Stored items
++++++
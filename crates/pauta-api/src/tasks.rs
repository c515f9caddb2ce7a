//! Handlers for `/tasks` endpoints.
//!
//! `POST /tasks/move` is the kanban drag-and-drop entry point: it loads the
//! full board, runs the pure move computation, persists only the delta set,
//! and echoes that set back. An unknown id or a same-slot drop yields an
//! empty `changed` list and no writes.

use std::sync::Arc;

use axum::{
  Json,
  extract::{Path, Query, State},
  http::StatusCode,
  response::IntoResponse,
};
use pauta_core::{
  board::{PositionDelta, apply_move},
  store::DashboardStore,
  task::{NewTask, NewTaskComment, Task, TaskComment, TaskStatus, TaskUpdate},
};
use serde::{Deserialize, Serialize};
use uuid::Uuid;

use crate::error::ApiError;

// ─── List / CRUD ─────────────────────────────────────────────────────────────

#[derive(Debug, Deserialize)]
pub struct ListParams {
  /// If set, restrict to one project's tasks.
  pub project_id: Option<Uuid>,
}

/// `GET /tasks[?project_id=...]`
pub async fn list<S>(
  State(store): State<Arc<S>>,
  Query(params): Query<ListParams>,
) -> Result<Json<Vec<Task>>, ApiError>
where
  S: DashboardStore,
  S::Error: std::error::Error + Send + Sync + 'static,
{
  let tasks = store
    .list_tasks(params.project_id)
    .await
    .map_err(|e| ApiError::Store(Box::new(e)))?;
  Ok(Json(tasks))
}

/// JSON body accepted by `POST /tasks`.
#[derive(Debug, Deserialize)]
pub struct CreateTaskBody {
  #[serde(flatten)]
  pub task:       NewTask,
  pub created_by: Uuid,
}

/// `POST /tasks` — returns 201 + the stored [`Task`], positioned at the
/// tail of its status column.
pub async fn create<S>(
  State(store): State<Arc<S>>,
  Json(body): Json<CreateTaskBody>,
) -> Result<impl IntoResponse, ApiError>
where
  S: DashboardStore,
  S::Error: std::error::Error + Send + Sync + 'static,
{
  let task = store
    .add_task(body.task, body.created_by)
    .await
    .map_err(|e| ApiError::Store(Box::new(e)))?;
  Ok((StatusCode::CREATED, Json(task)))
}

/// `GET /tasks/:id`
pub async fn get_one<S>(
  State(store): State<Arc<S>>,
  Path(id): Path<Uuid>,
) -> Result<Json<Task>, ApiError>
where
  S: DashboardStore,
  S::Error: std::error::Error + Send + Sync + 'static,
{
  let task = store
    .get_task(id)
    .await
    .map_err(|e| ApiError::Store(Box::new(e)))?
    .ok_or_else(|| ApiError::NotFound(format!("task {id} not found")))?;
  Ok(Json(task))
}

/// `PATCH /tasks/:id`
pub async fn update<S>(
  State(store): State<Arc<S>>,
  Path(id): Path<Uuid>,
  Json(patch): Json<TaskUpdate>,
) -> Result<Json<Task>, ApiError>
where
  S: DashboardStore,
  S::Error: std::error::Error + Send + Sync + 'static,
{
  let task = store
    .update_task(id, patch)
    .await
    .map_err(|e| ApiError::Store(Box::new(e)))?;
  Ok(Json(task))
}

/// `DELETE /tasks/:id` — the column is renumbered by the store.
pub async fn delete_one<S>(
  State(store): State<Arc<S>>,
  Path(id): Path<Uuid>,
) -> Result<StatusCode, ApiError>
where
  S: DashboardStore,
  S::Error: std::error::Error + Send + Sync + 'static,
{
  store
    .delete_task(id)
    .await
    .map_err(|e| ApiError::Store(Box::new(e)))?;
  Ok(StatusCode::NO_CONTENT)
}

// ─── Board moves ─────────────────────────────────────────────────────────────

/// JSON body accepted by `POST /tasks/move`: where the card was dropped.
#[derive(Debug, Deserialize)]
pub struct MoveTaskBody {
  pub task_id: Uuid,
  pub status:  TaskStatus,
  pub index:   usize,
}

#[derive(Debug, Serialize)]
pub struct MoveResponse<B> {
  /// The write-set that was persisted; empty for a no-op drop.
  pub changed: Vec<PositionDelta<B>>,
}

/// `POST /tasks/move`
pub async fn move_one<S>(
  State(store): State<Arc<S>>,
  Json(body): Json<MoveTaskBody>,
) -> Result<Json<MoveResponse<TaskStatus>>, ApiError>
where
  S: DashboardStore,
  S::Error: std::error::Error + Send + Sync + 'static,
{
  let tasks = store
    .list_tasks(None)
    .await
    .map_err(|e| ApiError::Store(Box::new(e)))?;
  let items: Vec<_> = tasks.iter().map(Task::board_item).collect();

  let outcome = apply_move(&items, body.task_id, body.status, body.index);
  if !outcome.changed.is_empty() {
    store
      .apply_task_positions(outcome.changed.clone())
      .await
      .map_err(|e| ApiError::Store(Box::new(e)))?;
  }

  Ok(Json(MoveResponse { changed: outcome.changed }))
}

// ─── Comments ────────────────────────────────────────────────────────────────

/// `GET /tasks/:id/comments`
pub async fn comments<S>(
  State(store): State<Arc<S>>,
  Path(id): Path<Uuid>,
) -> Result<Json<Vec<TaskComment>>, ApiError>
where
  S: DashboardStore,
  S::Error: std::error::Error + Send + Sync + 'static,
{
  let comments = store
    .list_task_comments(id)
    .await
    .map_err(|e| ApiError::Store(Box::new(e)))?;
  Ok(Json(comments))
}

#[derive(Debug, Deserialize)]
pub struct CommentBody {
  pub content: String,
  pub user_id: Uuid,
}

/// `POST /tasks/:id/comments` — returns 201 + the stored comment.
pub async fn add_comment<S>(
  State(store): State<Arc<S>>,
  Path(id): Path<Uuid>,
  Json(body): Json<CommentBody>,
) -> Result<impl IntoResponse, ApiError>
where
  S: DashboardStore,
  S::Error: std::error::Error + Send + Sync + 'static,
{
  let comment = store
    .add_task_comment(
      NewTaskComment { task_id: id, content: body.content },
      body.user_id,
    )
    .await
    .map_err(|e| ApiError::Store(Box::new(e)))?;
  Ok((StatusCode::CREATED, Json(comment)))
}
++++++
* **WHAT THIS TASK INVOLVES**:
Every record must be retyped so that it matches the original exactly.

* **TASK RESULT**:
filename crates/pauta-api/src/tasks.rs
repository c515f9caddb2ce7a
//! Handlers for `/tasks` endpoints.
//!
//! `POST /tasks/move` is the kanban drag-and-drop entry point: it loads the
//! full board, runs the pure move computation, persists only the delta set,
//! and echoes that set back. An unknown id or a same-slot drop yields an
//! empty `changed` list and no writes.

use std::sync::Arc;

use axum::{
  Json,
  extract::{Path, Query, State},
  http::StatusCode,
  response::IntoResponse,
};
use pauta_core::{
  board::{PositionDelta, apply_move},
  store::DashboardStore,
  task::{NewTask, NewTaskComment, Task, TaskComment, TaskStatus, TaskUpdate},
};
use serde::{Deserialize, Serialize};
use uuid::Uuid;

use crate::error::ApiError;

// ─── List / CRUD ─────────────────────────────────────────────────────────────

#[derive(Debug, Deserialize)]
pub struct ListParams {
  /// If set, restrict to one project's tasks.
  pub project_id: Option<Uuid>,
}

/// `GET /tasks[?project_id=...]`
pub async fn list<S>(
  State(store): State<Arc<S>>,
  Query(params): Query<ListParams>,
) -> Result<Json<Vec<Task>>, ApiError>
where
  S: DashboardStore,
  S::Error: std::error::Error + Send + Sync + 'static,
{
  let tasks = store
    .list_tasks(params.project_id)
    .await
    .map_err(|e| ApiError::Store(Box::new(e)))?;
  Ok(Json(tasks))
}

/// JSON body accepted by `POST /tasks`.
#[derive(Debug, Deserialize)]
pub struct CreateTaskBody {
  #[serde(flatten)]
  pub task:       NewTask,
  pub created_by: Uuid,
}

/// `POST /tasks` — returns 201 + the stored [`Task`], positioned at the
/// tail of its status column.
pub async fn create<S>(
  State(store): State<Arc<S>>,
  Json(body): Json<CreateTaskBody>,
) -> Result<impl IntoResponse, ApiError>
where
  S: DashboardStore,
  S::Error: std::error::Error + Send + Sync + 'static,
{
  let task = store
    .add_task(body.task, body.created_by)
    .await
    .map_err(|e| ApiError::Store(Box::new(e)))?;
  Ok((StatusCode::CREATED, Json(task)))
}

/// `GET /tasks/:id`
pub async fn get_one<S>(
  State(store): State<Arc<S>>,
  Path(id): Path<Uuid>,
) -> Result<Json<Task>, ApiError>
where
  S: DashboardStore,
  S::Error: std::error::Error + Send + Sync + 'static,
{
  let task = store
    .get_task(id)
    .await
    .map_err(|e| ApiError::Store(Box::new(e)))?
    .ok_or_else(|| ApiError::NotFound(format!("task {id} not found")))?;
  Ok(Json(task))
}

/// `PATCH /tasks/:id`
pub async fn update<S>(
  State(store): State<Arc<S>>,
  Path(id): Path<Uuid>,
  Json(patch): Json<TaskUpdate>,
) -> Result<Json<Task>, ApiError>
where
  S: DashboardStore,
  S::Error: std::error::Error + Send + Sync + 'static,
{
  let task = store
    .update_task(id, patch)
    .await
    .map_err(|e| ApiError::Store(Box::new(e)))?;
  Ok(Json(task))
}

/// `DELETE /tasks/:id` — the column is renumbered by the store.
pub async fn delete_one<S>(
  State(store): State<Arc<S>>,
  Path(id): Path<Uuid>,
) -> Result<StatusCode, ApiError>
where
  S: DashboardStore,
  S::Error: std::error::Error + Send + Sync + 'static,
{
  store
    .delete_task(id)
    .await
    .map_err(|e| ApiError::Store(Box::new(e)))?;
  Ok(StatusCode::NO_CONTENT)
}

// ─── Board moves ─────────────────────────────────────────────────────────────

/// JSON body accepted by `POST /tasks/move`: where the card was dropped.
#[derive(Debug, Deserialize)]
pub struct MoveTaskBody {
  pub task_id: Uuid,
  pub status:  TaskStatus,
  pub index:   usize,
}

#[derive(Debug, Serialize)]
pub struct MoveResponse<B> {
  /// The write-set that was persisted; empty for a no-op drop.
  pub changed: Vec<PositionDelta<B>>,
}

/// `POST /tasks/move`
pub async fn move_one<S>(
  State(store): State<Arc<S>>,
  Json(body): Json<MoveTaskBody>,
) -> Result<Json<MoveResponse<TaskStatus>>, ApiError>
where
  S: DashboardStore,
  S::Error: std::error::Error + Send + Sync + 'static,
{
  let tasks = store
    .list_tasks(None)
    .await
    .map_err(|e| ApiError::Store(Box::new(e)))?;
  let items: Vec<_> = tasks.iter().map(Task::board_item).collect();

  let outcome = apply_move(&items, body.task_id, body.status, body.index);
  if !outcome.changed.is_empty() {
    store
      .apply_task_positions(outcome.changed.clone())
      .await
      .map_err(|e| ApiError::Store(Box::new(e)))?;
  }

  Ok(Json(MoveResponse { changed: outcome.changed }))
}

// ─── Comments ────────────────────────────────────────────────────────────────

/// `GET /tasks/:id/comments`
pub async fn comments<S>(
  State(store): State<Arc<S>>,
  Path(id): Path<Uuid>,
) -> Result<Json<Vec<TaskComment>>, ApiError>
where
  S: DashboardStore,
  S::Error: std::error::Error + Send + Sync + 'static,
{
  let comments = store
    .list_task_comments(id)
    .await
    .map_err(|e| ApiError::Store(Box::new(e)))?;
  Ok(Json(comments))
}

#[derive(Debug, Deserialize)]
pub struct CommentBody {
  pub content: String,
  pub user_id: Uuid,
}

/// `POST /tasks/:id/comments` — returns 201 + the stored comment.
pub async fn add_comment<S>(
  State(store): State<Arc<S>>,
  Path(id): Path<Uuid>,
  Json(body): Json<CommentBody>,
) -> Result<impl IntoResponse, ApiError>
where
  S: DashboardStore,
  S::Error: std::error::Error + Send + Sync + 'static,
{
  let comment = store
    .add_task_comment(
      NewTaskComment { task_id: id, content: body.content },
      body.user_id,
    )
    .await
    .map_err(|e| ApiError::Store(Box::new(e)))?;
  Ok((StatusCode::CREATED, Json(comment)))
}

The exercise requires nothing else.